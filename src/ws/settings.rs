//! Upgrade settings shared by every echo connection.

use axum::extract::ws::WebSocketUpgrade;

/// Largest message accepted on the echo endpoint.
pub const DEFAULT_MAX_MESSAGE_SIZE: usize = 64 << 20;

/// Largest single frame accepted on the echo endpoint.
pub const DEFAULT_MAX_FRAME_SIZE: usize = 16 << 20;

/// WebSocket upgrade configuration, built once at startup.
#[derive(Debug, Clone, Copy, PartialEq, Eq)]
pub struct EchoSettings {
    /// Maximum reassembled message size in bytes.
    pub max_message_size: usize,
    /// Maximum frame size in bytes.
    pub max_frame_size: usize,
}

impl Default for EchoSettings {
    fn default() -> Self {
        Self {
            max_message_size: DEFAULT_MAX_MESSAGE_SIZE,
            max_frame_size: DEFAULT_MAX_FRAME_SIZE,
        }
    }
}

impl EchoSettings {
    /// Applies these limits to a pending upgrade.
    #[must_use]
    pub fn apply(&self, upgrade: WebSocketUpgrade) -> WebSocketUpgrade {
        upgrade
            .max_message_size(self.max_message_size)
            .max_frame_size(self.max_frame_size)
    }
}
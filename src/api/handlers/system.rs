//! System endpoints: the OpenAPI description of the diagnostic surface.

use axum::Router;
use utoipa::OpenApi;

use super::{diagnostic, info};
use crate::app_state::AppState;
use crate::domain::InfoSnapshot;

/// Path of the generated OpenAPI document.
pub const OPENAPI_PATH: &str = "/api-docs/openapi.json";

/// OpenAPI document covering every HTTP route.
#[derive(Debug, OpenApi)]
#[openapi(
    info(
        title = "devprobe-server",
        description = "Diagnostic HTTP server for exercising clients, proxies and load balancers."
    ),
    paths(
        info::text_handler,
        info::json_handler,
        info::html_handler,
        diagnostic::status_handler,
        diagnostic::exectime_handler,
        diagnostic::redirect_handler,
    ),
    components(schemas(InfoSnapshot)),
    tags(
        (name = "Info", description = "Server information snapshots"),
        (name = "Diagnostics", description = "Status codes, latency and redirects"),
    )
)]
pub struct ApiDoc;

/// `GET /api-docs/openapi.json` — The OpenAPI document.
#[cfg(not(feature = "swagger-ui"))]
pub async fn openapi_handler() -> axum::Json<utoipa::openapi::OpenApi> {
    axum::Json(ApiDoc::openapi())
}

/// System routes. With the `swagger-ui` feature the document is served by
/// Swagger UI, which also mounts the interactive viewer at `/swagger-ui`.
#[cfg(feature = "swagger-ui")]
pub fn routes() -> Router<AppState> {
    Router::new().merge(
        utoipa_swagger_ui::SwaggerUi::new("/swagger-ui").url(OPENAPI_PATH, ApiDoc::openapi()),
    )
}

/// System routes.
#[cfg(not(feature = "swagger-ui"))]
pub fn routes() -> Router<AppState> {
    Router::new().route(OPENAPI_PATH, axum::routing::get(openapi_handler))
}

☆ ☆ ☆ ☆ ☆ ☆ ☆

**Directions:** State how many lines in the entries hold the word "accepted", giving the number alone.

**Output of the task:** 2